July 1948 saw the launch of the National Health Service (NHS) in Britain following the Second World War. The NHS promised to provide health care to all – young or old, rich or poor – for free. In my eyes, it is about the only thing that makes me proud to be British. As a young moderately deaf person studying for my music degree in London, I have relied upon my audiologist to help me get the most out of my hearing. The treatment, although a ‘postcode lottery’ in many areas, has been second to none when providing hearing aids for me*. This morning, however, my Facebook ‘newsfeed’ was taken over by an article from the Daily Mail, reporting rumours of free NHS hearing aids being denied to mild-moderately deaf adults (currently being discussed for introduction into the North Staffordshire area). It’s unclear in the Daily Mail article whether this plan is set to encompass all adults, or adults with age related hearing loss (as reported in here and here).
Now, I’m used to seeing articles reporting the failures within the NHS service pop up all the time. Furthermore (and more saddening in my eyes) is seeing people play into the hands of these reports, which often lack detail, are biased, or sometimes even exaggerate a situation. As human beings we’re quick to judge, and we’re liable to believing the first thing someone tells us without gathering more information (quite naturally). But this is exactly what the media rely upon – they divide opinion, scaremonger people into believing what they read, and eventually turn people upon each other.
This exact effect was achieved, and it was to my dismay today that I saw D/deaf people turning on other D/deaf people as a direct result of the Daily Mail article. Some were saying that the profoundly deaf ‘deserve hearing aids more’ than mildly deaf people. Others were saying the opposite. Some were proposing cutting out funding for Cochlear Implants on the NHS, and saying that anyone who wants them should have to pay. Some were saying that only young people should get them for free, and elderly people should pay for their own privately.
I just want to say STOP. Just stop, and look around at what this has caused. We should all be in this together – not prioritising one group over another because of some flimsy opinions and emotions getting fired around over an article. This is exactly what the people proposing the new scheme want – they want to see opinions divided in order to justify their doings.
What the Daily Mail have reported does not surprise me in the slightest. I have contacts within highly specialised, closed circles, and frequently hear information which is hidden from the public eye. So when AQP – a new scheme offering NHS hearing aids from the private dispensers, Specsavers and Boots – was introduced, I knew immediately that adult hearing care would start the shift towards being privatised, or at least part-privatised like eye care and dental care. I watched a number of people support this scheme, saying that they would be able to get ‘better’ care from these places, (as is made sound desirable here), but I had a huge number of doubts and reservations from day one**. These reservations are well justified as I don’t think people realise some of the implications this has for our National Health Service which is being picked apart, bit by bit.
I urge each and every one of you to spend just ten minutes thinking about what’s happening to our services.

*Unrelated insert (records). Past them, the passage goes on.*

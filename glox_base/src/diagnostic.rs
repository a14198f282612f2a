//! A module for passing diagnostics from a toolchain stage to whoever drives it.

use std::sync::{PoisonError, RwLock, RwLockReadGuard};

/// Represents a sink that every stage reports its diagnostics to.
///
/// Reporting never aborts the stage; the handler decides what a diagnostic means for the
/// caller (print it, collect it, count it, or drop it).
pub trait Handler<T> {
    /// Receives a diagnostic and handles it.
    fn receive(&self, diagnostic: T);
}

/// Is a struct that implements [`Handler`] by storing all diagnostics in a vector, in the order
/// they were received.
#[derive(Debug)]
pub struct Storage<T: Send + Sync> {
    diagnostics: RwLock<Vec<T>>,
}

impl<T: Send + Sync> Storage<T> {
    /// Creates a new empty [`Storage`].
    #[must_use]
    pub fn new() -> Self {
        Self {
            diagnostics: RwLock::new(Vec::new()),
        }
    }

    /// Consumes the [`Storage`] and returns the received diagnostics.
    pub fn into_vec(self) -> Vec<T> {
        self.diagnostics
            .into_inner()
            .unwrap_or_else(PoisonError::into_inner)
    }

    /// Returns a read guard over the received diagnostics.
    pub fn as_vec(&self) -> RwLockReadGuard<Vec<T>> {
        self.diagnostics
            .read()
            .unwrap_or_else(PoisonError::into_inner)
    }

    /// Returns `true` if no diagnostic has been received.
    #[must_use]
    pub fn is_empty(&self) -> bool { self.as_vec().is_empty() }
}

impl<T: Send + Sync> Default for Storage<T> {
    fn default() -> Self { Self::new() }
}

impl<T: Send + Sync, U> Handler<U> for Storage<T>
where
    U: Into<T>,
{
    fn receive(&self, diagnostic: U) {
        self.diagnostics
            .write()
            .unwrap_or_else(PoisonError::into_inner)
            .push(diagnostic.into());
    }
}

/// Is a struct that implements [`Handler`] by discarding every diagnostic.
#[derive(Debug, Clone, Copy, PartialEq, Eq, PartialOrd, Ord, Hash, Default)]
pub struct Dummy;

impl<T> Handler<T> for Dummy {
    fn receive(&self, _diagnostic: T) {}
}
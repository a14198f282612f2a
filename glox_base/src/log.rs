//! Provides the functions related to rendering messages and diagnostics for the console.

use std::fmt::{Display, Write};

use derive_new::new;
use formatting::{Color, Style};

use crate::source_file::Span;

pub mod formatting;

/// Represents the severity of a log message to be printed to the console.
#[derive(Debug, Clone, Copy, PartialEq, Eq, Hash, PartialOrd, Ord)]
#[allow(missing_docs)]
pub enum Severity {
    Error,
    Warning,
}

/// Is a struct implementing [`Display`] that represents a log message to be displayed to the user.
#[derive(Debug, Clone, Copy, PartialEq, Eq, PartialOrd, Ord, Hash, new)]
pub struct Message<T> {
    /// The severity of the log message.
    pub severity: Severity,

    /// The message to be displayed.
    pub display: T,
}

impl<T: Display> Display for Message<T> {
    fn fmt(&self, f: &mut std::fmt::Formatter<'_>) -> std::fmt::Result {
        let log_header = Style::Bold.with(match self.severity {
            Severity::Error => Color::Red.with("[error]:"),
            Severity::Warning => Color::Yellow.with("[warning]:"),
        });

        let message_part = Style::Bold.with(&self.display);

        write!(f, "{log_header} {message_part}")
    }
}

fn get_digit(mut number: usize) -> usize {
    let mut digit = 0;

    while number > 0 {
        number /= 10;
        digit += 1;
    }

    digit
}

/// Gets the number of terminal columns a character takes up; tabs are expanded to 4 spaces.
fn display_width(character: char) -> usize {
    if character == '\t' {
        4
    } else {
        1
    }
}

/// Structure implementing [`Display`] that prints the source line a span starts on and
/// underlines the span.
///
/// A span that continues onto later lines is underlined up to the end of its first line.
#[derive(Debug, Clone, Copy, new)]
pub struct SourceCodeDisplay<'a, T> {
    /// The span of the source code to be printed.
    pub span: &'a Span,

    /// The help message to be displayed next to the underline.
    pub help_display: Option<T>,
}

impl<'a, T: Display> Display for SourceCodeDisplay<'a, T> {
    fn fmt(&self, f: &mut std::fmt::Formatter<'_>) -> std::fmt::Result {
        let location = self.span.start_location();
        let source_file = self.span.source_file();
        let gutter = get_digit(location.line);
        let pipe = Style::Bold.with(Color::Cyan.with("┃"));

        let line = source_file
            .get_line(location.line)
            .unwrap_or_default()
            .trim_end_matches(|character: char| character == '\n' || character == '\r');

        // prints the source location
        writeln!(
            f,
            "{:gutter$}{} {}:{location}",
            "",
            Style::Bold.with(Color::Cyan.with("-->")),
            source_file.full_path().display(),
        )?;
        writeln!(f, "{:gutter$} {pipe}", "")?;

        // prints the line itself
        write!(
            f,
            "{} {pipe} ",
            Style::Bold.with(Color::Cyan.with(location.line))
        )?;
        for character in line.chars() {
            if character == '\t' {
                f.write_str("    ")?;
            } else {
                f.write_char(character)?;
            }
        }
        writeln!(f)?;

        // prints the underline below the span
        let offset: usize = line
            .chars()
            .take(location.column.saturating_sub(1))
            .map(display_width)
            .sum();
        let width: usize = self
            .span
            .str()
            .split('\n')
            .next()
            .unwrap_or_default()
            .trim_end_matches('\r')
            .chars()
            .map(display_width)
            .sum();

        write!(
            f,
            "{:gutter$} {pipe} {:offset$}{}",
            "",
            "",
            Style::Bold.with(Color::Red.with("^".repeat(width.max(1))))
        )?;

        if let Some(help_display) = &self.help_display {
            write!(f, " {}: {help_display}", Style::Bold.with("help"))?;
        }

        writeln!(f)?;
        write!(f, "{:gutter$} {pipe}", "")
    }
}
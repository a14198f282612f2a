//! Contains all kinds of lexical errors that can occur while scanning the source code.

use std::fmt::{Debug, Display};

use derive_more::From;
use enum_as_inner::EnumAsInner;
use glox_base::{
    diagnostic::Handler,
    log::{Message, Severity, SourceCodeDisplay},
    source_file::Span,
};

/// The source code contains a string literal whose closing `"` is never found.
#[derive(Debug, Clone, PartialEq, Eq)]
pub struct UnterminatedString {
    /// The span of the opening `"` of the string.
    pub span: Span,

    /// The line the string starts on.
    pub line: usize,
}

impl Display for UnterminatedString {
    fn fmt(&self, f: &mut std::fmt::Formatter<'_>) -> std::fmt::Result {
        write!(
            f,
            "{}\n{}",
            Message::new(Severity::Error, "found an unterminated string literal"),
            SourceCodeDisplay::new(&self.span, Some("this string is never closed"))
        )
    }
}

/// The source code contains a character that does not start any token.
#[derive(Debug, Clone, PartialEq, Eq)]
pub struct UnexpectedCharacter {
    /// The span of the character.
    pub span: Span,

    /// The unexpected character itself.
    pub character: char,

    /// The line the character is on.
    pub line: usize,
}

impl UnexpectedCharacter {
    fn message(&self) -> String {
        format!(
            "unexpected character `{}` (U+{:04X})",
            self.character.escape_debug(),
            u32::from(self.character)
        )
    }
}

impl Display for UnexpectedCharacter {
    fn fmt(&self, f: &mut std::fmt::Formatter<'_>) -> std::fmt::Result {
        write!(
            f,
            "{}\n{}",
            Message::new(Severity::Error, self.message()),
            SourceCodeDisplay::new(&self.span, Option::<i32>::None)
        )
    }
}

/// A run of digits could not be converted into a number value.
///
/// The digit runs accepted by the scanner always convert, so this is reported with warning
/// severity and does not fail the scan.
#[derive(Debug, Clone, PartialEq, Eq)]
pub struct InvalidNumericLiteral {
    /// The span of the numeric literal.
    pub span: Span,

    /// The line the literal is on.
    pub line: usize,
}

impl Display for InvalidNumericLiteral {
    fn fmt(&self, f: &mut std::fmt::Formatter<'_>) -> std::fmt::Result {
        write!(
            f,
            "{}\n{}",
            Message::new(
                Severity::Warning,
                format!("unable to parse `{}` into a number", self.span.str())
            ),
            SourceCodeDisplay::new(&self.span, Option::<i32>::None)
        )
    }
}

/// Is an enumeration containing all kinds of lexical errors that can occur while scanning the
/// source code.
#[derive(Debug, Clone, PartialEq, Eq, EnumAsInner, From)]
#[allow(missing_docs)]
pub enum Error {
    UnterminatedString(UnterminatedString),
    UnexpectedCharacter(UnexpectedCharacter),
    InvalidNumericLiteral(InvalidNumericLiteral),
}

impl Error {
    /// Gets the span of the source code the error points at.
    #[must_use]
    pub fn span(&self) -> &Span {
        match self {
            Self::UnterminatedString(error) => &error.span,
            Self::UnexpectedCharacter(error) => &error.span,
            Self::InvalidNumericLiteral(error) => &error.span,
        }
    }

    /// Gets the line (starting at 1) the error is reported on.
    #[must_use]
    pub fn line(&self) -> usize {
        match self {
            Self::UnterminatedString(error) => error.line,
            Self::UnexpectedCharacter(error) => error.line,
            Self::InvalidNumericLiteral(error) => error.line,
        }
    }

    /// Gets how serious the error is. Only [`Severity::Error`] diagnostics make a scan count as
    /// failed.
    #[must_use]
    pub fn severity(&self) -> Severity {
        match self {
            Self::UnterminatedString(..) | Self::UnexpectedCharacter(..) => Severity::Error,
            Self::InvalidNumericLiteral(..) => Severity::Warning,
        }
    }

    /// Gets the plain, uncolored description of the error.
    #[must_use]
    pub fn message(&self) -> String {
        match self {
            Self::UnterminatedString(..) => "unterminated string literal".to_string(),
            Self::UnexpectedCharacter(error) => error.message(),
            Self::InvalidNumericLiteral(error) => {
                format!("unable to parse `{}` into a number", error.span.str())
            }
        }
    }

    /// Gets the `path:line:column` location the error points at.
    #[must_use]
    pub fn location(&self) -> String {
        let span = self.span();
        format!(
            "{}:{}",
            span.source_file().full_path().display(),
            span.start_location()
        )
    }
}

impl Display for Error {
    fn fmt(&self, f: &mut std::fmt::Formatter<'_>) -> std::fmt::Result {
        match self {
            Self::UnterminatedString(err) => write!(f, "{err}"),
            Self::UnexpectedCharacter(err) => write!(f, "{err}"),
            Self::InvalidNumericLiteral(err) => write!(f, "{err}"),
        }
    }
}

/// Is a [`Handler`] that forwards every lexical error to a `report(line, location, message)`
/// callback.
pub struct Reporter<F> {
    report: F,
}

impl<F> Reporter<F>
where
    F: Fn(usize, &str, &str),
{
    /// Creates a [`Reporter`] that calls `report` once per received error.
    pub fn new(report: F) -> Self { Self { report } }
}

impl<F> Debug for Reporter<F> {
    fn fmt(&self, f: &mut std::fmt::Formatter<'_>) -> std::fmt::Result {
        f.debug_struct("Reporter").finish_non_exhaustive()
    }
}

impl<F> Handler<Error> for Reporter<F>
where
    F: Fn(usize, &str, &str),
{
    fn receive(&self, error: Error) {
        (self.report)(error.line(), &error.location(), &error.message());
    }
}

#[cfg(test)]
mod tests {
    use std::cell::RefCell;

    use glox_base::{diagnostic::Handler, log::Severity, source_file::SourceFile};

    use super::{Error, InvalidNumericLiteral, Reporter, UnexpectedCharacter};
    use crate::scanner::Scanner;

    #[test]
    fn unexpected_character_mentions_code_point() {
        let source_file = SourceFile::from_string("a @", "test.lox");
        let mut iter = source_file.iter();
        iter.nth(1);
        let (start, character) = iter.next().unwrap();

        let error = Error::from(UnexpectedCharacter {
            span: iter.span_from(start),
            character,
            line: 1,
        });

        assert_eq!(error.message(), "unexpected character `@` (U+0040)");
        assert_eq!(error.location(), "test.lox:1:3");
        assert_eq!(error.severity(), Severity::Error);
        assert!(error.to_string().contains("U+0040"));
    }

    #[test]
    fn invalid_numeric_literal_is_a_warning() {
        let source_file = SourceFile::from_string("12", "test.lox");
        let mut iter = source_file.iter();
        iter.by_ref().for_each(drop);

        let error = Error::from(InvalidNumericLiteral {
            span: iter.span_from(0),
            line: 1,
        });

        assert_eq!(error.severity(), Severity::Warning);
        assert!(error.to_string().contains("[warning]:"));
    }

    #[test]
    fn reporter_receives_line_location_and_message() {
        let source_file = SourceFile::from_string("\"ok\"\n\n  \"open", "script.lox");
        let reports = RefCell::new(Vec::new());
        let reporter = Reporter::new(|line, location: &str, message: &str| {
            reports
                .borrow_mut()
                .push((line, location.to_owned(), message.to_owned()));
        });

        let tokens = Scanner::new(&source_file).scan_tokens(&reporter);

        assert_eq!(tokens.len(), 1);
        assert_eq!(reports.into_inner(), vec![(
            3,
            "script.lox:3:3".to_owned(),
            "unterminated string literal".to_owned()
        )]);
    }

    #[test]
    fn reporter_is_a_handler() {
        fn assert_handler(_: &dyn Handler<Error>) {}

        assert_handler(&Reporter::new(|_, _: &str, _: &str| {}));
    }
}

Someone who is mildly deaf has just as much chance of suffering social isolation and depression as a profoundly deaf person. It doesn’t matter how or when a person became deaf, whether they’re oral, use sign, or a bit of both… and it doesn’t matter what equipment they choose to use (if any). The fact is that nobody should be left out, and nobody should be left behind. We ALL deserve the support and guidance from our NHS.
I do suspect that between 5 and 10 years down the line, our audiology services will have shifted further (and more permanently) into part-privatisation. I have to admit that yes, I am scared of that prospect. I am just as angry as the next person about the thought of our services being removed and/or changed. But there’s only ONE way we’ll get our voices heard – and that’s by respecting one another and teaming up to fight against privatisation. If they’re willing to cut social funds for audiology, they’ll be willing to cut access funds, too.
I wrote a Facebook status responding to the article this morning, and would like to share the last part with you. “Open your eyes and look around. Look at how many people get the care they need from the system we have. Look at how hard the professionals and volunteers within the service work, despite being picked on by the media, management, government, and many patients. We need our NHS. A pair of decent hearing aids costs thousands of pounds to buy privately, but usually little over £100 for the NHS for the same (re-branded) aids. So many people can’t afford to be buying their own equipment and so will enter a life of isolation. Would you like to see the next target group – your grandparents – go through that soon? I know I wouldn’t.”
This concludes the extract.